Court Opinion

ID: 3988638
Source: CourtListenerOpinion
Date Created: 2016-07-06 10:44:41.433105+00
Date Added: 2024-06-11T14:18:26.154248
License: Public Domain

I dissent. I am of the opinion that the evidence is insufficient to uphold the decision of the Industrial Commission granting compensation to the applicant for the total period of disability. Since, however, there is some uncontradicted evidence in the record of the applicant having received the bump mentioned in the opinion the question for determination is whether there is any evidence that such bump was the proximate cause of the entire 22 weeks of disability and the hospitalization and medical care given during such period. Sec. 42-1-43, R.S.U. 1933, provides:
"Every employee * * * who is injured * * * by accident arising out of or in the course of his employment * * * shall be entitled to receive, and shall be paid, such compensation for losssustained on account of such injury * * * and such amount for medical, nurse and hospital services and medicines * * * as is herein provided." (Italics added.)
It is only for such loss and such medical and hospital care as are sustained on account of the accidental injury that an award may be made.
The appellant at the hearing before the Commission evidently conceded that it was liable for some part of such amount. Its attorney at the outset of the hearing stated: "The point at issue is what proportion of the hospitalization and medical we are responsible for, and what portion the Hospital Fund is responsible for; and on that proportion I suppose is what you would award compensation for the time he was off."

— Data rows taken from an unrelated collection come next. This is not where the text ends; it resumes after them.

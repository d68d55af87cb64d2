#![allow(dead_code)]

use async_trait::async_trait;
use base64::engine::general_purpose::URL_SAFE_NO_PAD;
use base64::Engine;
use std::sync::Arc;
use tempfile::TempDir;

use fintrack_core::auth::auth_model::{AuthResponse, LoginRequest, RegisterRequest};
use fintrack_core::auth::{AuthApi, TokenStore};
use fintrack_core::db::{self, DbPool, WriteHandle};
use fintrack_core::errors::{Error, Result};
use fintrack_core::events::EventBus;
use fintrack_core::goals::{
    ContributionRequest, GoalsApi, SavingContribution, SavingGoal, SavingGoalRequest,
};
use fintrack_core::transactions::{Transaction, TransactionRequest, TransactionsApi};

/// Fresh on-disk database with a running writer actor. The temp dir is held
/// so the sqlite file lives as long as the fixture.
pub struct TestDb {
    pub pool: Arc<DbPool>,
    pub writer: WriteHandle,
    pub events: EventBus,
    pub tokens: Arc<TokenStore>,
    _dir: TempDir,
}

/// Must be called from within a tokio runtime; the writer actor is a task.
pub fn setup() -> TestDb {
    let dir = TempDir::new().unwrap();
    let db_path = dir.path().join("fintrack.db");
    let pool = db::create_pool(db_path.to_str().unwrap()).unwrap();
    db::run_migrations(&pool).unwrap();
    let writer = db::spawn_writer(pool.clone());
    let tokens = Arc::new(TokenStore::new(pool.clone()).unwrap());
    TestDb {
        pool,
        writer,
        events: EventBus::default(),
        tokens,
        _dir: dir,
    }
}

/// Unsigned JWT with the given JSON payload, good enough for claim parsing.
pub fn make_token(payload: &str) -> String {
    let header = URL_SAFE_NO_PAD.encode(r#"{"alg":"HS256","typ":"JWT"}"#);
    let body = URL_SAFE_NO_PAD.encode(payload);
    format!("{}.{}.signature", header, body)
}

pub fn goal(id: &str, title: &str, goal_amount: f64, goal_date: &str) -> SavingGoal {
    SavingGoal {
        id: id.to_string(),
        user_id: Some("user-1".to_string()),
        title: title.to_string(),
        goal_amount,
        current_amount: 0.0,
        goal_date: goal_date.to_string(),
        is_completed: false,
        sync_status: String::new(),
        updated_at: String::new(),
    }
}

pub fn contribution(id: &str, goal_id: &str, amount: f64) -> SavingContribution {
    SavingContribution {
        id: id.to_string(),
        goal_id: goal_id.to_string(),
        amount,
        note: None,
        created_at: "2025-06-01T10:00:00Z".to_string(),
    }
}

/// Simulates having no connectivity at all.
pub struct OfflineApi;

#[async_trait]
impl GoalsApi for OfflineApi {
    async fn fetch_goals(&self) -> Result<Vec<SavingGoal>> {
        Err(Error::Network("offline".to_string()))
    }
    async fn fetch_goal(&self, _id: &str) -> Result<SavingGoal> {
        Err(Error::Network("offline".to_string()))
    }
    async fn create_goal(&self, _request: &SavingGoalRequest) -> Result<SavingGoal> {
        Err(Error::Network("offline".to_string()))
    }
    async fn update_goal(&self, _id: &str, _request: &SavingGoalRequest) -> Result<SavingGoal> {
        Err(Error::Network("offline".to_string()))
    }
    async fn delete_goal(&self, _id: &str) -> Result<()> {
        Err(Error::Network("offline".to_string()))
    }
    async fn fetch_contributions(&self, _goal_id: &str) -> Result<Vec<SavingContribution>> {
        Err(Error::Network("offline".to_string()))
    }
    async fn create_contribution(
        &self,
        _goal_id: &str,
        _request: &ContributionRequest,
    ) -> Result<SavingContribution> {
        Err(Error::Network("offline".to_string()))
    }
    async fn delete_contribution(&self, _id: &str) -> Result<()> {
        Err(Error::Network("offline".to_string()))
    }
}

#[async_trait]
impl TransactionsApi for OfflineApi {
    async fn fetch_transactions(&self) -> Result<Vec<Transaction>> {
        Err(Error::Network("offline".to_string()))
    }
    async fn fetch_transaction(&self, _id: &str) -> Result<Transaction> {
        Err(Error::Network("offline".to_string()))
    }
    async fn create_transaction(&self, _request: &TransactionRequest) -> Result<Transaction> {
        Err(Error::Network("offline".to_string()))
    }
    async fn update_transaction(
        &self,
        _id: &str,
        _request: &TransactionRequest,
    ) -> Result<Transaction> {
        Err(Error::Network("offline".to_string()))
    }
    async fn delete_transaction(&self, _id: &str) -> Result<()> {
        Err(Error::Network("offline".to_string()))
    }
}

/// Accepts writes and answers with the server's canonical representation,
/// rewriting client-generated ids the way the real API does.
pub struct EchoGoalsApi {
    pub server_goal_id: String,
    pub server_contribution_id: String,
}

impl EchoGoalsApi {
    pub fn new(server_goal_id: &str, server_contribution_id: &str) -> Self {
        EchoGoalsApi {
            server_goal_id: server_goal_id.to_string(),
            server_contribution_id: server_contribution_id.to_string(),
        }
    }
}

#[async_trait]
impl GoalsApi for EchoGoalsApi {
    async fn fetch_goals(&self) -> Result<Vec<SavingGoal>> {
        Err(Error::Network("offline".to_string()))
    }
    async fn fetch_goal(&self, _id: &str) -> Result<SavingGoal> {
        Err(Error::Network("offline".to_string()))
    }
    async fn create_goal(&self, request: &SavingGoalRequest) -> Result<SavingGoal> {
        Ok(SavingGoal {
            id: self.server_goal_id.clone(),
            user_id: Some("user-1".to_string()),
            title: request.title.clone(),
            goal_amount: request.goal_amount,
            current_amount: request.current_amount,
            goal_date: request.goal_date.clone(),
            is_completed: false,
            sync_status: String::new(),
            updated_at: String::new(),
        })
    }
    async fn update_goal(&self, id: &str, request: &SavingGoalRequest) -> Result<SavingGoal> {
        Ok(SavingGoal {
            id: id.to_string(),
            user_id: Some("user-1".to_string()),
            title: request.title.clone(),
            goal_amount: request.goal_amount,
            current_amount: request.current_amount,
            goal_date: request.goal_date.clone(),
            is_completed: false,
            sync_status: String::new(),
            updated_at: String::new(),
        })
    }
    async fn delete_goal(&self, _id: &str) -> Result<()> {
        Ok(())
    }
    async fn fetch_contributions(&self, _goal_id: &str) -> Result<Vec<SavingContribution>> {
        Err(Error::Network("offline".to_string()))
    }
    async fn create_contribution(
        &self,
        _goal_id: &str,
        request: &ContributionRequest,
    ) -> Result<SavingContribution> {
        Ok(SavingContribution {
            id: self.server_contribution_id.clone(),
            goal_id: request.goal_id.clone(),
            amount: request.amount,
            note: request.note.clone(),
            created_at: request.created_at.clone(),
        })
    }
    async fn delete_contribution(&self, _id: &str) -> Result<()> {
        Ok(())
    }
}

/// Auth endpoint stub that hands back a fixed token.
pub struct StubAuthApi {
    pub token: String,
}

#[async_trait]
impl AuthApi for StubAuthApi {
    async fn login(&self, request: &LoginRequest) -> Result<AuthResponse> {
        Ok(AuthResponse {
            token: self.token.clone(),
            email: request.email.clone(),
            expires_in: 3600,
        })
    }

    async fn register(&self, request: &RegisterRequest) -> Result<AuthResponse> {
        Ok(AuthResponse {
            token: self.token.clone(),
            email: request.email.clone(),
            expires_in: 3600,
        })
    }
}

The mere fact that the applicant received the bump, plus the fact that he was thereafter disabled, is insufficient in and of itself to establish the causal connection between such injury and the total period of disability — in face of the *Page 102 
fact, testified to by the applicant, that two weeks previous to the date of the injury he was off work for twelve days suffering from pain in the same region, which pain was the result of rheumatism according to the diagnosis of applicant's physician.
Dr. Stewart, as pointed out in the prevailing opinion, had no opinion as to whether the total period of disability was due to the injury. Dr. Richards testified that applicant's sciatica was the infectious type, the source of which, in his opinion, was a sinus infection and nasal condition, and that it was not of traumatic origin. So as to the arthritic condition. His statement that the sciatica and arthritis were possibly aggravated by the injury is the only evidence other than the occurrences themselves — if Dr. Richards' letter of September 12 be not considered — which connects the injury and resulting disability. The letter should not have been considered by the Commission without giving opportunity to appellant to have it explained or its statements controverted. In any case, the letter stated merely, in so far as adding to or subtracting from Dr. Richards' testimony at the hearing, that the area of applicant's congenital deformity "was undoubtedly strained at the time of the injury." The extent, nature or probable consequences of such strain are nowhere indicated.
I am of the opinion that the award should be set aside on the ground that there is no competent, substantial evidence to support the same, leaving it to the Commission to determine by further proceedings, if necessary, to what extent, if any, disability and the financial consequences within the act were caused by the injury.